During the second plenary, there were approximately 97 people in attendance. Plenary II was titled “Technologies of Visibility: The practice of Diálogo, Testimonio y Performance” During the session, attorney Arcelia Hurtado presented a video displaying the testimonio of a young boy whose dads are gay and explained the impact that policy has on changing the ways young people feel about themselves. Martha Gonzalez showed a video displaying the ways fandango brings women together and how teaching fandango and teaching dance and musical production brings in a new method of teaching about culture and about life.

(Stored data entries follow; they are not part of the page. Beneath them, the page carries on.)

//! Redis cache adapter
//!
//! Gated by `redis.enable`: constructing the client while disabled fails
//! with [`Error::Disabled`] instead of returning an inert object.
//!
//! Every command runs inside a `redis.command` span and is counted in the
//! shared Prometheus registry.
//!
//! ## Example
//!
//! ```ignore
//! let cache = RedisCache::new(&config.redis, &registry, dispatch)?;
//! cache.start().await?;
//! let value: Option<String> = cache.command("GET", &["session:42"]).await?;
//! ```

use crate::cache::instruments::RedisInstruments;
use crate::constants::{REDIS_COMMAND_SPAN, REDIS_COMPONENT};
use prometheus::Registry;
use redis::aio::MultiplexedConnection;
use redis::{
    Client, ConnectionAddr, ConnectionInfo, FromRedisValue, IntoConnectionInfo,
    RedisConnectionInfo,
};
use std::sync::Arc;
use std::sync::atomic::{AtomicBool, Ordering};
use std::time::{Duration, Instant};
use tokio::sync::RwLock;
use tracing::instrument::WithSubscriber;
use tracing::{Dispatch, Instrument, info, info_span};
use wasabi_domain::constants::DEFAULT_TIMEOUT;
use wasabi_domain::error::{Error, Result};
use wasabi_domain::error_ext::ErrorContext;
use wasabi_domain::ports::{
    HealthCheck, HealthChecker, LifecycleManaged, ServiceState, StateCell,
};
use wasabi_domain::value_objects::CacheConfig;

type SharedConnection = Arc<RwLock<Option<MultiplexedConnection>>>;

/// Redis client handle
pub struct RedisCache {
    client: Client,
    addr: String,
    db: u32,
    connection: SharedConnection,
    instruments: RedisInstruments,
    dispatch: Dispatch,
    state: StateCell,
    closed: AtomicBool,
}

impl RedisCache {
    /// Build the client; no connection is made until start
    pub fn new(config: &CacheConfig, registry: &Registry, dispatch: Dispatch) -> Result<Self> {
        if !config.enable {
            return Err(Error::disabled(REDIS_COMPONENT));
        }

        let _guard = tracing::dispatcher::set_default(&dispatch);
        info!(addr = %config.addr, db = config.db, "initializing redis client");

        let client = Client::open(connection_info(config)?)
            .config_context("Invalid redis configuration")?;
        let instruments = RedisInstruments::register(registry)?;

        Ok(Self {
            client,
            addr: config.addr.clone(),
            db: config.db,
            connection: Arc::new(RwLock::new(None)),
            instruments,
            dispatch,
            state: StateCell::new(),
            closed: AtomicBool::new(false),
        })
    }

    /// Endpoint this client talks to
    pub fn addr(&self) -> &str {
        &self.addr
    }

    pub fn db(&self) -> u32 {
        self.db
    }

    /// Resolved endpoint, database and credentials
    pub fn connection_info(&self) -> &ConnectionInfo {
        self.client.get_connection_info()
    }

    /// Health checker bound to this client's connection
    pub fn health_checker(&self) -> RedisHealthChecker {
        RedisHealthChecker {
            connection: Arc::clone(&self.connection),
        }
    }

    /// Round-trip a PING
    pub async fn ping(&self) -> Result<Duration> {
        let started = Instant::now();
        let _: String = self.command("PING", &[]).await?;
        Ok(started.elapsed())
    }

    /// Run one command with tracing and metrics
    pub async fn command<T: FromRedisValue>(&self, name: &str, args: &[&str]) -> Result<T> {
        let mut conn = self
            .connection
            .read()
            .await
            .clone()
            .ok_or_else(|| Error::cache("redis connection is not open"))?;

        let mut cmd = redis::cmd(name);
        for arg in args {
            cmd.arg(*arg);
        }

        let span = info_span!(
            REDIS_COMMAND_SPAN,
            db.system = "redis",
            db.operation = name,
            db.redis.database_index = self.db,
        );

        let started = Instant::now();
        let result = cmd
            .query_async::<T>(&mut conn)
            .instrument(span)
            .with_subscriber(self.dispatch.clone())
            .await;
        self.instruments
            .observe(name, result.is_ok(), started.elapsed());

        result.cache_context(format!("Redis {name} failed"))
    }

    async fn connect(&self) -> Result<()> {
        let conn = self
            .client
            .get_multiplexed_async_connection()
            .await
            .cache_context(format!("Failed to connect to redis at {}", self.addr))?;
        *self.connection.write().await = Some(conn);
        Ok(())
    }
}

/// TCP endpoint from `host:port`, plus database index and password
fn connection_info(config: &CacheConfig) -> Result<ConnectionInfo> {
    let (host, port) = config
        .addr
        .rsplit_once(':')
        .ok_or_else(|| Error::config(format!("Invalid redis address {:?}", config.addr)))?;
    let port = port
        .parse::<u16>()
        .config_context(format!("Invalid redis port in {:?}", config.addr))?;

    let mut settings = RedisConnectionInfo::default().set_db(i64::from(config.db));
    if !config.password.is_empty() {
        settings = settings.set_password(&config.password);
    }

    Ok(ConnectionAddr::Tcp(host.to_string(), port)
        .into_connection_info()
        .config_context("Invalid redis configuration")?
        .set_redis_settings(settings))
}

#[async_trait::async_trait]
impl LifecycleManaged for RedisCache {
    fn name(&self) -> &str {
        REDIS_COMPONENT
    }

    fn state(&self) -> ServiceState {
        self.state.get()
    }

    async fn start(&self) -> Result<()> {
        self.state.set(ServiceState::Starting);
        let verified = async {
            self.connect().await?;
            self.ping().await
        }
        .with_subscriber(self.dispatch.clone())
        .await;

        match verified {
            Ok(latency) => {
                self.state.set(ServiceState::Running);
                let _guard = tracing::dispatcher::set_default(&self.dispatch);
                info!(addr = %self.addr, latency = ?latency, "redis connection verified");
                Ok(())
            }
            Err(e) => {
                self.connection.write().await.take();
                self.state.set(ServiceState::Stopped);
                Err(e)
            }
        }
    }

    async fn stop(&self) -> Result<()> {
        if self.closed.swap(true, Ordering::SeqCst) {
            return Ok(());
        }
        self.state.set(ServiceState::Stopping);
        self.connection.write().await.take();
        self.state.set(ServiceState::Stopped);

        let _guard = tracing::dispatcher::set_default(&self.dispatch);
        info!(addr = %self.addr, "redis connection closed");
        Ok(())
    }
}

impl std::fmt::Debug for RedisCache {
    fn fmt(&self, f: &mut std::fmt::Formatter<'_>) -> std::fmt::Result {
        f.debug_struct("RedisCache")
            .field("addr", &self.addr)
            .field("db", &self.db)
            .field("state", &self.state.get())
            .finish_non_exhaustive()
    }
}

/// On-demand PING over the client's connection
///
/// Reports down once the connection is closed.
#[derive(Clone)]
pub struct RedisHealthChecker {
    connection: SharedConnection,
}

#[async_trait::async_trait]
impl HealthChecker for RedisHealthChecker {
    async fn check_health(&self) -> HealthCheck {
        let Some(mut conn) = self.connection.read().await.clone() else {
            return HealthCheck::failed(REDIS_COMPONENT, Some("connection closed".to_string()));
        };

        let started = Instant::now();
        let cmd = redis::cmd("PING");
        let ping = cmd.query_async::<String>(&mut conn);
        match tokio::time::timeout(DEFAULT_TIMEOUT, ping).await {
            Ok(Ok(_)) => HealthCheck::healthy(REDIS_COMPONENT).with_response_time(started.elapsed()),
            Ok(Err(e)) => HealthCheck::failed(REDIS_COMPONENT, Some(e.to_string())),
            Err(_) => HealthCheck::failed(REDIS_COMPONENT, Some("ping timed out".to_string())),
        }
    }
}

The testimonio video Stephanie showed reminded me of many of the experiences I have had in my quest to enter higher education both at the undergraduate level and the graduate level. The way the students at UTPA coordinated the Anzaldúa exhibit was truly inspirational. The project presented by Stephanie Alvarez titled “Cosecha Voices” (which documents the migrant farm worker experience) integrates performance, testimonio, and incorporates digital storytelling and diálogo with familia and amigos. When she mentioned that 80% of the students who participate in these projects graduate there was a feeling of happiness and pride throughout the auditorium. The plenary concluded with the summary of the message the panelists have tried to convey: Acknowledging invisibility because by making it visible people have to react. They may not take action but seeing it occur has the ability to transform both those who see the change and those who participate in its making.
The concluding portion of the plenary was particularly striking as Martha, Arcelia and Stephanie had the concluding synthesis presentation in which they asked plenary attendees to recite the theory on which these projects are based upon., all together in unison and in one voice. The digital storytelling has given me a breadth of ideas for my own knowledge producing methodologies and it has provided me with ideas that I can implement in my classrooms as I teach.
In the evening, MALCS attendees gathered at Casa de la Raza in Downtown Santa Barbara where we settled into our tables and ate a delicious dinner. Tortuga Award winners Gloria Cuádraz and Raquel López were announced and although Gloria was not there, Raquel gave a moving speech about her tenure as the director of Casa de la Raza. Following the presentation of the awards a collective of women named Entre Mujeres played a set of jarocho and jarocho-inspired music and dance. After a long night of selling raffle tickets, winners were announced and Rusty Barceló won the grand prize, a New black 16GB iPad. Other winners included Elvia Niebla, Cristina Serna, and Georgina Guzman. After the winners were announced the DJ got the party started with an amazing set of music and I spotted Chela Sandoval, Edwina Barvosa, Alicia Gaspar de Alba, Norma Cantú and Aida Hurtado dancing the night away.
After the amazing centerpieces were swept away by attendees and the tables were picked up by the various clean up crews and the last shuttle vans rolled out, we went home with our feet throbbing, with joy in our hearts and sisterhood in our waking and sleeping dreams.